§ INSTRUCTIONS TO FOLLOW
Go through the material below and please tally the lines that hold the word "HashMap"; the number alone is the answer.

§ RECORDS SUPPLIED
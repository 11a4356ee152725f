//! Deterministic pool bookkeeping.
//!
//! [`PoolState`] owns the worker arena for one partition and decides, for
//! every event, which waiters receive which workers, which workers must be
//! launched and which must be closed. It performs no I/O and reads no clock:
//! the actor supplies `now` and carries out the returned [`Effects`].
//!
//! Ordering rules:
//! - acquires take the most recently used idle worker (back of `idle`),
//! - eviction starts from the least recently used (front of `idle`),
//! - waiters are served strictly first come, first served,
//! - launches in progress count toward `max_size`.

use std::collections::{HashMap, HashSet, VecDeque};
use std::sync::Arc;

use folio_core::types::PartitionKey;
use serde::Serialize;
use tokio::sync::oneshot;
use tokio::time::{Duration, Instant};

use crate::config::PoolConfig;
use crate::engine::{EngineError, WorkerProcess};
use crate::error::PoolError;
use crate::handle::{WorkerHandle, WorkerId, WorkerState};

/// Something queued for a worker.
pub trait Waiter {
    /// True once nobody is listening for the grant any more.
    fn is_abandoned(&self) -> bool;
}

impl<T> Waiter for oneshot::Sender<T> {
    fn is_abandoned(&self) -> bool {
        self.is_closed()
    }
}

/// Work the actor must carry out after a state transition.
#[derive(Debug)]
pub struct Effects<W> {
    /// Workers handed to waiters; the workers are already marked active.
    pub grants: Vec<(W, WorkerId)>,
    /// Ids reserved for new workers that must now be launched.
    pub launches: Vec<WorkerId>,
    /// Workers removed from the pool whose processes must be closed.
    pub close: Vec<WorkerHandle>,
    /// Waiters that will never be served.
    pub rejected: Vec<(W, PoolError)>,
}

impl<W> Effects<W> {
    fn new() -> Self {
        Self {
            grants: Vec::new(),
            launches: Vec::new(),
            close: Vec::new(),
            rejected: Vec::new(),
        }
    }

    pub fn is_empty(&self) -> bool {
        self.grants.is_empty()
            && self.launches.is_empty()
            && self.close.is_empty()
            && self.rejected.is_empty()
    }
}

/// Lifetime counters for one pool.
#[derive(Debug, Clone, Copy, Default, PartialEq, Eq, Serialize)]
pub struct PoolCounters {
    pub launched: u64,
    pub launch_failures: u64,
    pub crashed: u64,
    pub retired: u64,
    pub evicted: u64,
    pub served: u64,
}

/// Point-in-time view of one pool.
#[derive(Debug, Clone, Serialize)]
pub struct PoolStats {
    pub partition: PartitionKey,
    pub min_size: usize,
    pub max_size: usize,
    pub idle: usize,
    pub active: usize,
    pub launching: usize,
    pub waiting: usize,
    pub draining: bool,
    /// Seconds since the last acquire or release.
    pub idle_for_secs: u64,
    pub counters: PoolCounters,
}

impl PoolStats {
    /// No active workers, no waiters, no launches in flight.
    pub fn is_quiescent(&self) -> bool {
        self.active == 0 && self.waiting == 0 && self.launching == 0
    }
}

pub struct PoolState<W> {
    config: PoolConfig,
    handles: HashMap<WorkerId, WorkerHandle>,
    idle: VecDeque<WorkerId>,
    launching: HashSet<WorkerId>,
    waiters: VecDeque<W>,
    next_id: u64,
    draining: bool,
    last_activity: Instant,
    counters: PoolCounters,
}

impl<W: Waiter> PoolState<W> {
    pub fn new(config: PoolConfig, now: Instant) -> Self {
        Self {
            config: config.normalized(),
            handles: HashMap::new(),
            idle: VecDeque::new(),
            launching: HashSet::new(),
            waiters: VecDeque::new(),
            next_id: 1,
            draining: false,
            last_activity: now,
            counters: PoolCounters::default(),
        }
    }

    // ---- accessors ----

    pub fn config(&self) -> &PoolConfig {
        &self.config
    }

    pub fn idle_count(&self) -> usize {
        self.idle.len()
    }

    pub fn active_count(&self) -> usize {
        self.handles.len() - self.idle.len()
    }

    pub fn launching_count(&self) -> usize {
        self.launching.len()
    }

    pub fn waiting_count(&self) -> usize {
        self.waiters.len()
    }

    /// Workers that exist or are being launched.
    pub fn total(&self) -> usize {
        self.handles.len() + self.launching.len()
    }

    pub fn is_draining(&self) -> bool {
        self.draining
    }

    /// Draining and nothing left to wait for.
    pub fn is_finished(&self) -> bool {
        self.draining && self.handles.is_empty() && self.launching.is_empty()
    }

    pub fn counters(&self) -> PoolCounters {
        self.counters
    }

    pub fn handle(&self, id: WorkerId) -> Option<&WorkerHandle> {
        self.handles.get(&id)
    }

    pub fn process(&self, id: WorkerId) -> Option<Arc<dyn WorkerProcess>> {
        self.handles.get(&id).map(|h| Arc::clone(&h.process))
    }

    pub fn stats(&self, partition: &PartitionKey, now: Instant) -> PoolStats {
        PoolStats {
            partition: partition.clone(),
            min_size: self.config.min_size,
            max_size: self.config.max_size,
            idle: self.idle_count(),
            active: self.active_count(),
            launching: self.launching_count(),
            waiting: self.waiting_count(),
            draining: self.draining,
            idle_for_secs: now.saturating_duration_since(self.last_activity).as_secs(),
            counters: self.counters,
        }
    }

    // ---- transitions ----

    /// Launch workers up to `min_size`.
    pub fn prewarm(&mut self) -> Effects<W> {
        let mut fx = Effects::new();
        self.fill(&mut fx);
        fx
    }

    /// Queue a waiter and serve it immediately if an idle worker exists.
    /// Otherwise launch a worker if below `max_size`; at the bound the
    /// waiter stays queued until a release hands one over.
    pub fn acquire(&mut self, waiter: W, now: Instant) -> Effects<W> {
        let mut fx = Effects::new();
        if self.draining {
            fx.rejected.push((waiter, PoolError::Closed));
            return fx;
        }
        self.last_activity = now;
        self.waiters.push_back(waiter);
        self.serve_waiters(now, &mut fx);
        self.fill(&mut fx);
        fx
    }

    /// Return an active worker. Hands it straight to the oldest waiter, or
    /// parks it idle, or retires it if it has reached its age or use limit.
    pub fn release(&mut self, id: WorkerId, now: Instant) -> Effects<W> {
        let mut fx = Effects::new();
        let Some(handle) = self.handles.get_mut(&id) else {
            return fx;
        };
        if handle.state != WorkerState::Active {
            return fx;
        }
        handle.state = WorkerState::Idle;
        handle.last_used_at = now;
        handle.use_count = handle.use_count.saturating_add(1);
        let expired = handle.is_expired(now, self.config.max_age, self.config.max_uses);

        self.counters.served += 1;
        self.last_activity = now;

        if self.draining || expired {
            if let Some(handle) = self.handles.remove(&id) {
                if !self.draining {
                    self.counters.retired += 1;
                }
                fx.close.push(handle);
            }
        } else {
            self.idle.push_back(id);
            self.serve_waiters(now, &mut fx);
        }
        self.fill(&mut fx);
        fx
    }

    /// Drop a worker that failed mid-render and launch a replacement if the
    /// pool fell below `min_size` or waiters are queued.
    pub fn crashed(&mut self, id: WorkerId, now: Instant) -> Effects<W> {
        let mut fx = Effects::new();
        let Some(mut handle) = self.handles.remove(&id) else {
            return fx;
        };
        self.idle.retain(|idle_id| *idle_id != id);
        handle.state = WorkerState::Crashed;
        self.counters.crashed += 1;
        self.last_activity = now;
        fx.close.push(handle);
        self.fill(&mut fx);
        fx
    }

    /// Record the outcome of a launch started by an earlier transition.
    ///
    /// A failed launch does not trigger another launch; it fails one waiter
    /// instead if there are more waiters than launches still in flight.
    /// The next sweep restores `min_size`.
    pub fn launched(
        &mut self,
        id: WorkerId,
        result: Result<Arc<dyn WorkerProcess>, EngineError>,
        now: Instant,
    ) -> Effects<W> {
        let mut fx = Effects::new();
        let expected = self.launching.remove(&id);

        match result {
            Ok(process) => {
                let handle = WorkerHandle::new(id, process, now);
                if !expected || self.draining {
                    fx.close.push(handle);
                    return fx;
                }
                self.counters.launched += 1;
                self.handles.insert(id, handle);
                self.idle.push_back(id);
                self.serve_waiters(now, &mut fx);
                self.fill(&mut fx);
            }
            Err(e) => {
                if !expected {
                    return fx;
                }
                self.counters.launch_failures += 1;
                if self.waiters.len() > self.launching.len() {
                    if let Some(waiter) = self.pop_live_waiter() {
                        fx.rejected.push((waiter, PoolError::LaunchFailed(e.to_string())));
                    }
                }
            }
        }
        fx
    }

    /// Periodic maintenance: retire expired idle workers, close workers idle
    /// longer than `idle_timeout` (least recently used first, never below
    /// `min_size`), forget abandoned waiters and top the pool back up.
    pub fn sweep(&mut self, now: Instant) -> Effects<W> {
        let mut fx = Effects::new();
        if self.draining {
            return fx;
        }
        self.waiters.retain(|w| !w.is_abandoned());

        let (max_age, max_uses) = (self.config.max_age, self.config.max_uses);
        let idle = std::mem::take(&mut self.idle);
        for id in idle {
            let expired = self
                .handles
                .get(&id)
                .is_some_and(|h| h.is_expired(now, max_age, max_uses));
            if expired {
                if let Some(handle) = self.handles.remove(&id) {
                    self.counters.retired += 1;
                    fx.close.push(handle);
                }
            } else {
                self.idle.push_back(id);
            }
        }

        while let Some(&id) = self.idle.front() {
            if self.total() <= self.config.min_size {
                break;
            }
            let stale = self
                .handles
                .get(&id)
                .map_or(true, |h| h.idle_for(now) > self.config.idle_timeout);
            if !stale {
                break;
            }
            self.idle.pop_front();
            if let Some(handle) = self.handles.remove(&id) {
                self.counters.evicted += 1;
                fx.close.push(handle);
            }
        }

        self.fill(&mut fx);
        fx
    }

    /// Stop lending. Queued waiters are rejected and idle workers closed;
    /// active workers are closed as they come back.
    pub fn shutdown(&mut self) -> Effects<W> {
        let mut fx = Effects::new();
        self.draining = true;
        for waiter in self.waiters.drain(..) {
            fx.rejected.push((waiter, PoolError::Closed));
        }
        for id in self.idle.drain(..) {
            if let Some(handle) = self.handles.remove(&id) {
                fx.close.push(handle);
            }
        }
        fx
    }

    // ---- private helpers ----

    fn next_worker_id(&mut self) -> WorkerId {
        let id = WorkerId(self.next_id);
        self.next_id += 1;
        id
    }

    fn pop_live_waiter(&mut self) -> Option<W> {
        while let Some(waiter) = self.waiters.pop_front() {
            if !waiter.is_abandoned() {
                return Some(waiter);
            }
        }
        None
    }

    /// Take the most recently used idle worker, retiring expired ones on
    /// the way.
    fn take_idle(&mut self, now: Instant, fx: &mut Effects<W>) -> Option<WorkerId> {
        while let Some(id) = self.idle.pop_back() {
            let Some(handle) = self.handles.get_mut(&id) else {
                continue;
            };
            if handle.is_expired(now, self.config.max_age, self.config.max_uses) {
                if let Some(handle) = self.handles.remove(&id) {
                    self.counters.retired += 1;
                    fx.close.push(handle);
                }
                continue;
            }
            handle.state = WorkerState::Active;
            return Some(id);
        }
        None
    }

    fn serve_waiters(&mut self, now: Instant, fx: &mut Effects<W>) {
        while !self.idle.is_empty() {
            let Some(waiter) = self.pop_live_waiter() else {
                break;
            };
            match self.take_idle(now, fx) {
                Some(id) => fx.grants.push((waiter, id)),
                None => {
                    self.waiters.push_front(waiter);
                    break;
                }
            }
        }
    }

    /// Launch for unmet demand and up to `min_size`, never past `max_size`.
    fn fill(&mut self, fx: &mut Effects<W>) {
        if self.draining {
            return;
        }
        self.waiters.retain(|w| !w.is_abandoned());
        while self.total() < self.config.max_size
            && (self.launching.len() < self.waiters.len() || self.total() < self.config.min_size)
        {
            let id = self.next_worker_id();
            self.launching.insert(id);
            fx.launches.push(id);
        }
    }
}

// ---------------------------------------------------------------------------
// Tests
// ---------------------------------------------------------------------------
#[async_trait]
impl UsageLedger for InMemoryLedger {
    async fn check_and_reserve(
        &self,
        caller: &CallerContext,
        count: u32,
    ) -> Result<QuotaDecision, CoreError> {
        let (period_start, period_end) = billing_period(Utc::now());
        let mut records = self.records.lock().unwrap_or_else(PoisonError::into_inner);
        let record = records
            .entry((caller.caller_id, period_start))
            .or_insert_with(|| QuotaRecord {
                caller_id: caller.caller_id,
                limit: caller.monthly_quota,
                used: 0,
                reserved: 0,
                period_start,
                period_end,
            });
        record.limit = caller.monthly_quota;

        let count = i64::from(count);
        if record.used + record.reserved + count > record.limit {
            return Ok(QuotaDecision::Denied {
                remaining: record.remaining(),
                reset_at: period_end,
            });
        }
        record.reserved += count;
        Ok(QuotaDecision::Allowed {
            remaining: record.remaining(),
            period_start,
            reset_at: period_end,
        })
    }

    async fn commit(
        &self,
        caller_id: CallerId,
        period_start: Timestamp,
        count: u32,
    ) -> Result<(), CoreError> {
        self.with_record(caller_id, period_start, |record| {
            let count = i64::from(count).min(record.reserved);
            record.reserved -= count;
            record.used += count;
        })
    }

    async fn rollback(
        &self,
        caller_id: CallerId,
        period_start: Timestamp,
        count: u32,
    ) -> Result<(), CoreError> {
        self.with_record(caller_id, period_start, |record| {
            record.reserved = (record.reserved - i64::from(count)).max(0);
        })
    }

    async fn current(&self, caller: &CallerContext) -> Result<Option<QuotaRecord>, CoreError> {
        let (period_start, _) = billing_period(Utc::now());
        let records = self.records.lock().unwrap_or_else(PoisonError::into_inner);
        Ok(records.get(&(caller.caller_id, period_start)).cloned())
    }
}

§ YOUR RESPONSE
3